Michael is well versed in the compliance responsibilities imposed by HIPAA, the Federal Trade Commission Act, the Gramm–Leach–Bliley Act, the Payment Card Industry Data Security Standard, EU-GDPR, the California Consumer Privacy Act and state data breach notification laws, and related data privacy regulations and guidance. He reviews and opines on clients’ existing data security frameworks, third-party contracts and configurations, and privacy by design implementation.

Part of a team of trained attorneys who provide 24/7 breach response services for clients in need, Michael serves as an immediate contact to tactfully advise and guide entities through the critical first steps of responding to breaches that may pose risks of operational disruption, sensitive data release, regulatory scrutiny or third-party claim exposure. When appropriate, he handles data breach notifications, law enforcement or media inquiries, responsive state or federal regulatory investigations, and third-party claims.

Michael also has valuable experience representing international and domestic insurers in connection with professional and specialty lines of coverage. This includes analysis of privacy breaches under cyber and tech E&O policies, leading to collaboration with competing auditors and forensic investigators on evaluation of both operational and technical incident response expenses.

Additionally, Michael has been an active pro bono mediator with the New York Peace Institute since 2016. In 2017, he was awarded a Certificate of Dispute Resolution from the Kukin Program for Conflict Resolution.

Areas of Focus

Data Security
When engaged pre-breach, Michael’s experience in regulatory compliance and incident response enables him to counsel clients effectively on information life cycle management, data minimization, cyber hygiene, technical and physical safeguards, third-party contracts and configurations, and proactive incident response planning.

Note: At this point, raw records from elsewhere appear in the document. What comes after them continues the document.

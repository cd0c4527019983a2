//! # Conductor Config
//!
//! Recognized configuration options exposed to all components, plus YAML
//! loading and validation. Every section has defaults, so an empty file (or
//! no file at all) yields a working configuration.

mod loader;

use std::time::Duration;

use serde::{Deserialize, Serialize};

pub use loader::{load_config, ConfigError};

/// Full Conductor configuration.
#[derive(Debug, Clone, Default, Serialize, Deserialize)]
pub struct ConductorConfig {
    #[serde(default)]
    pub limits: LimitsConfig,
    #[serde(default)]
    pub cache: CacheConfig,
    #[serde(default)]
    pub rate_limit: RateLimitConfig,
    #[serde(default)]
    pub retry: RetryConfig,
    #[serde(default)]
    pub gateway: GatewayConfig,
    #[serde(default)]
    pub server: ServerConfig,
}

/// Executor limits.
#[derive(Debug, Clone, Serialize, Deserialize)]
pub struct LimitsConfig {
    /// Default parallel batch size
    #[serde(default = "default_max_concurrency")]
    pub max_concurrency: usize,
}

impl Default for LimitsConfig {
    fn default() -> Self {
        Self {
            max_concurrency: default_max_concurrency(),
        }
    }
}

/// Task cache settings.
#[derive(Debug, Clone, Serialize, Deserialize)]
pub struct CacheConfig {
    #[serde(default = "default_true")]
    pub enabled: bool,
    /// Entry retention in milliseconds
    #[serde(default = "default_cache_ttl_ms")]
    pub ttl_ms: u64,
}

impl CacheConfig {
    pub fn ttl(&self) -> Duration {
        Duration::from_millis(self.ttl_ms)
    }
}

impl Default for CacheConfig {
    fn default() -> Self {
        Self {
            enabled: true,
            ttl_ms: default_cache_ttl_ms(),
        }
    }
}

/// Per-agent throttle settings.
#[derive(Debug, Clone, Serialize, Deserialize)]
pub struct RateLimitConfig {
    #[serde(default)]
    pub enabled: bool,
    #[serde(default = "default_requests_per_interval")]
    pub requests_per_interval: u32,
    #[serde(default = "default_interval_ms")]
    pub interval_ms: u64,
}

impl RateLimitConfig {
    pub fn interval(&self) -> Duration {
        Duration::from_millis(self.interval_ms)
    }
}

impl Default for RateLimitConfig {
    fn default() -> Self {
        Self {
            enabled: false,
            requests_per_interval: default_requests_per_interval(),
            interval_ms: default_interval_ms(),
        }
    }
}

/// Defaults for the retry helper.
#[derive(Debug, Clone, Serialize, Deserialize)]
pub struct RetryConfig {
    /// Total attempts, including the first call
    #[serde(default = "default_max_attempts")]
    pub max_attempts: u32,
    #[serde(default = "default_base_delay_ms")]
    pub base_delay_ms: u64,
    #[serde(default = "default_max_delay_ms")]
    pub max_delay_ms: u64,
}

impl RetryConfig {
    pub fn base_delay(&self) -> Duration {
        Duration::from_millis(self.base_delay_ms)
    }

    pub fn max_delay(&self) -> Duration {
        Duration::from_millis(self.max_delay_ms)
    }
}

impl Default for RetryConfig {
    fn default() -> Self {
        Self {
            max_attempts: default_max_attempts(),
            base_delay_ms: default_base_delay_ms(),
            max_delay_ms: default_max_delay_ms(),
        }
    }
}

/// Outbound LLM gateway settings.
#[derive(Debug, Clone, Serialize, Deserialize)]
pub struct GatewayConfig {
    /// OpenAI-compatible chat completions endpoint
    #[serde(default = "default_gateway_endpoint")]
    pub endpoint: String,
    #[serde(default)]
    pub api_key: Option<String>,
    #[serde(default = "default_gateway_model")]
    pub model: String,
    #[serde(default = "default_gateway_timeout_secs")]
    pub timeout_secs: u64,
}

impl GatewayConfig {
    pub fn timeout(&self) -> Duration {
        Duration::from_secs(self.timeout_secs)
    }
}

impl Default for GatewayConfig {
    fn default() -> Self {
        Self {
            endpoint: default_gateway_endpoint(),
            api_key: None,
            model: default_gateway_model(),
            timeout_secs: default_gateway_timeout_secs(),
        }
    }
}

/// HTTP submission surface settings.
#[derive(Debug, Clone, Serialize, Deserialize)]
pub struct ServerConfig {
    #[serde(default = "default_listen")]
    pub listen: String,
}

impl Default for ServerConfig {
    fn default() -> Self {
        Self {
            listen: default_listen(),
        }
    }
}

fn default_max_concurrency() -> usize {
    4
}

fn default_true() -> bool {
    true
}

fn default_cache_ttl_ms() -> u64 {
    300_000
}

fn default_requests_per_interval() -> u32 {
    60
}

fn default_interval_ms() -> u64 {
    60_000
}

fn default_max_attempts() -> u32 {
    3
}

fn default_base_delay_ms() -> u64 {
    200
}

fn default_max_delay_ms() -> u64 {
    5_000
}

fn default_gateway_endpoint() -> String {
    "https://api.openai.com/v1/chat/completions".to_string()
}

fn default_gateway_model() -> String {
    "gpt-4o-mini".to_string()
}

fn default_gateway_timeout_secs() -> u64 {
    30
}

fn default_listen() -> String {
    "127.0.0.1:8080".to_string()
}

#[cfg(test)]
mod tests {
    use super::*;

    #[test]
    fn test_defaults_are_sensible() {
        let config = ConductorConfig::default();
        assert_eq!(config.limits.max_concurrency, 4);
        assert!(config.cache.enabled);
        assert_eq!(config.cache.ttl(), Duration::from_secs(300));
        assert!(!config.rate_limit.enabled);
        assert_eq!(config.retry.max_attempts, 3);
        assert_eq!(config.retry.base_delay(), Duration::from_millis(200));
    }

    #[test]
    fn test_partial_yaml_fills_in_defaults() {
        let config: ConductorConfig = serde_yaml::from_str(
            r#"
limits:
  max_concurrency: 8
rate_limit:
  enabled: true
"#,
        )
        .expect("parse");

        assert_eq!(config.limits.max_concurrency, 8);
        assert!(config.rate_limit.enabled);
        assert_eq!(config.rate_limit.requests_per_interval, 60);
        assert_eq!(config.cache.ttl_ms, 300_000);
    }

    #[test]
    fn test_empty_yaml_is_the_default_config() {
        let config: ConductorConfig = serde_yaml::from_str("{}").expect("parse");
        assert_eq!(config.limits.max_concurrency, 4);
        assert_eq!(config.server.listen, "127.0.0.1:8080");
    }
}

Michael continually expands his resources in the field of cybersecurity, leveraging these connections to provide optimal counseling to his clients. He carefully monitors trends and changes to the data privacy regulatory framework as well as cyber “attack vectors,” which ensures that his clients’ network security and risk management guidelines are up to date, practical and effective.

Incident Response
Michael has guided clients through hundreds of data security incidents, tailoring his advice and incident response strategy to each particular type of breach, threat actor and client industry. Michael represents clients through all applicable stages of breach identification, IT restoration and remediation, public relations, internal and external messaging, collaboration with law enforcement, forensic investigation, data mining, notification, initial and continuing regulatory compliance, and third-party claim response.

Insurance Coverage
Michael represents and counsels insurers with respect to coverage matters involving professional and specialty lines of liability, including cyber and tech E&O, D&O, EPL, LPL and miscellaneous professional liability lines. He has experience working with auditors and forensic investigators on privacy breach coverage issues, including business interruption, data loss, third-party claim exposure mitigation, and reasonable efforts to rebuild and remediate network infrastructure.